EXERCISE REQUIREMENTS: Please work out how many lines in the data below contain "Parser", and reply with that number alone.

INPUT RECORDS:
★ ★ ★ ★
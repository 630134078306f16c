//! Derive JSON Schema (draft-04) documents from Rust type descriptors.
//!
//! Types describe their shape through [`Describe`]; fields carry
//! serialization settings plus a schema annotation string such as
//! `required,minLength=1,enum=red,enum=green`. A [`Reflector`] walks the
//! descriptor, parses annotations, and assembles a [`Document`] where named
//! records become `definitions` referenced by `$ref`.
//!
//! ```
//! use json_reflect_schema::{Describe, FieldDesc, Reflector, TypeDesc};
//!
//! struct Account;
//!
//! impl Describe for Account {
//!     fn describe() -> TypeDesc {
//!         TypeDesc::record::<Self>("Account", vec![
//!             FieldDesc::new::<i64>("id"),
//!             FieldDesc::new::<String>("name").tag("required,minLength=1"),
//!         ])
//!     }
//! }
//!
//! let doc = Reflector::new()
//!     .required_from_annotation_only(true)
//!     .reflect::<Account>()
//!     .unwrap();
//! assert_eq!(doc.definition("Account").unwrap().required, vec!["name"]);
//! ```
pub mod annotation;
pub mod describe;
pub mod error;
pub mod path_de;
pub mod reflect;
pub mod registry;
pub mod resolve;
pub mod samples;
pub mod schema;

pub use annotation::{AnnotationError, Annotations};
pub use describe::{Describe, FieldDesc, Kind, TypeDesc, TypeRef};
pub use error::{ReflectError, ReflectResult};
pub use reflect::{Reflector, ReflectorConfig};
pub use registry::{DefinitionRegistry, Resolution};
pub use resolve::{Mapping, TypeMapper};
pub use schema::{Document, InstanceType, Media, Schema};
★ ★ ★ ★
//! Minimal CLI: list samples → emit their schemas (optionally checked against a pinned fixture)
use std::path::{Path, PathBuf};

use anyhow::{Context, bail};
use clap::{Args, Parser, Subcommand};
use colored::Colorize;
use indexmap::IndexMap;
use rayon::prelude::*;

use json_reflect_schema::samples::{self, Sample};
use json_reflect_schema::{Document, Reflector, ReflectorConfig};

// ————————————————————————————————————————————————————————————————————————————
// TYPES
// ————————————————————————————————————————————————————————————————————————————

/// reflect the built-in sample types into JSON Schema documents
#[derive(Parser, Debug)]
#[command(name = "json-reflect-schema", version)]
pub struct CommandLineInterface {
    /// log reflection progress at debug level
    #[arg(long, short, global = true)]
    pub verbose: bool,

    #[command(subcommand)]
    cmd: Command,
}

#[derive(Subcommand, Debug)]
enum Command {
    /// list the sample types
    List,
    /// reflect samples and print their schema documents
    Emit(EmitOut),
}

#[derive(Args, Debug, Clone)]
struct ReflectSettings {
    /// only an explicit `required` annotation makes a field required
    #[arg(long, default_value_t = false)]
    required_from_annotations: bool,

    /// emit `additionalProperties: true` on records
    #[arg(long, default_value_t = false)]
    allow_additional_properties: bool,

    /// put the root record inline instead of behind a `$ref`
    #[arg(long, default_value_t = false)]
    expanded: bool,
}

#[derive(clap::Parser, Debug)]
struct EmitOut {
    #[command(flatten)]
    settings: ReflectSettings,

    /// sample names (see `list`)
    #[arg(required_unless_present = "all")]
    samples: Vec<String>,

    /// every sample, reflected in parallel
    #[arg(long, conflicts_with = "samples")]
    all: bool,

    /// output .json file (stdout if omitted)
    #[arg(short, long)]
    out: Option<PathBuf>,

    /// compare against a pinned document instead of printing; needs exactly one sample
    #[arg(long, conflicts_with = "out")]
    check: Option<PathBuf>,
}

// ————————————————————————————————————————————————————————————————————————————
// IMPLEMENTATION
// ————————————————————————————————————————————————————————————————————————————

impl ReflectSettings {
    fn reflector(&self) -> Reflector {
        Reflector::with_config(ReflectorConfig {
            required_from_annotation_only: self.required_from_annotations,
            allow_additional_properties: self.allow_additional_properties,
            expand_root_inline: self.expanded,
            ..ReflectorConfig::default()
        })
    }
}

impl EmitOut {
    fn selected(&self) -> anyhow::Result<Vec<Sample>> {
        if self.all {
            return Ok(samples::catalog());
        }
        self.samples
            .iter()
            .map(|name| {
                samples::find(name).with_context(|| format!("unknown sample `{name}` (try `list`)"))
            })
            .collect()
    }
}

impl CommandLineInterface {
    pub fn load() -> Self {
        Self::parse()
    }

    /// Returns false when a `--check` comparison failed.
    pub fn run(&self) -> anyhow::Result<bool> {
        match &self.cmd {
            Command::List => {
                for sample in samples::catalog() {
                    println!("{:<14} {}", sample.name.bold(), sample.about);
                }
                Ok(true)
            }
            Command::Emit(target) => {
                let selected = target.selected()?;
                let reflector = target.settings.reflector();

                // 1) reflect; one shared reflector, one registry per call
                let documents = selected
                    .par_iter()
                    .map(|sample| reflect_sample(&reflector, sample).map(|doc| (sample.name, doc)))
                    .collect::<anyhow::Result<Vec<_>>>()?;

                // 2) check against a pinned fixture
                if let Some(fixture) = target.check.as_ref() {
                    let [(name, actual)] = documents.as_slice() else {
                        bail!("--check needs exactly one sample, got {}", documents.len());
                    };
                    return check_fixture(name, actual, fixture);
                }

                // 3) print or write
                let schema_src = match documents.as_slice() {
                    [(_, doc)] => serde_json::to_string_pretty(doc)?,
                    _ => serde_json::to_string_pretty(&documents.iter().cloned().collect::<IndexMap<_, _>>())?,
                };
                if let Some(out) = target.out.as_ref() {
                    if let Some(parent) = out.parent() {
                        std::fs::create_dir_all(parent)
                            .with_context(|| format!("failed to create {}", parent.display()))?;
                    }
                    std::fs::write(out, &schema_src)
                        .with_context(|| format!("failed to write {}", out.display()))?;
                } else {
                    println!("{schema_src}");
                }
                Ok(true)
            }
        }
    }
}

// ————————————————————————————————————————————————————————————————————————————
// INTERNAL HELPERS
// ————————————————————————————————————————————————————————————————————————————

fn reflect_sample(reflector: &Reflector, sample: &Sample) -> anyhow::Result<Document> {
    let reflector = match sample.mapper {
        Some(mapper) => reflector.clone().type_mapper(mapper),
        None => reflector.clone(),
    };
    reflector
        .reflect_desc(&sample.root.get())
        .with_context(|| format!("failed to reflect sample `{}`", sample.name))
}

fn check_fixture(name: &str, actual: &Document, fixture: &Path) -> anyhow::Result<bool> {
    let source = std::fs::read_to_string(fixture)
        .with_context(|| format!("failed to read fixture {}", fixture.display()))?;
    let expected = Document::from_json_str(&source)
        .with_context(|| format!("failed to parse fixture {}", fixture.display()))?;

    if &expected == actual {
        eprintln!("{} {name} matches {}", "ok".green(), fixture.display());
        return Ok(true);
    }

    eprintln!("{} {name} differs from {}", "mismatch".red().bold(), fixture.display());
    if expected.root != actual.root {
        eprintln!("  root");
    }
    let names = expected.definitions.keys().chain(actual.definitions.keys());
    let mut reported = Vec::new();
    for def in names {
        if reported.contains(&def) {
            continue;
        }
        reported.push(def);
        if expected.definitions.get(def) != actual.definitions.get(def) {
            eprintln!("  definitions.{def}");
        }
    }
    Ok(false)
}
★ ★ ★ ★
SOLUTION TO THE PROBLEM: 3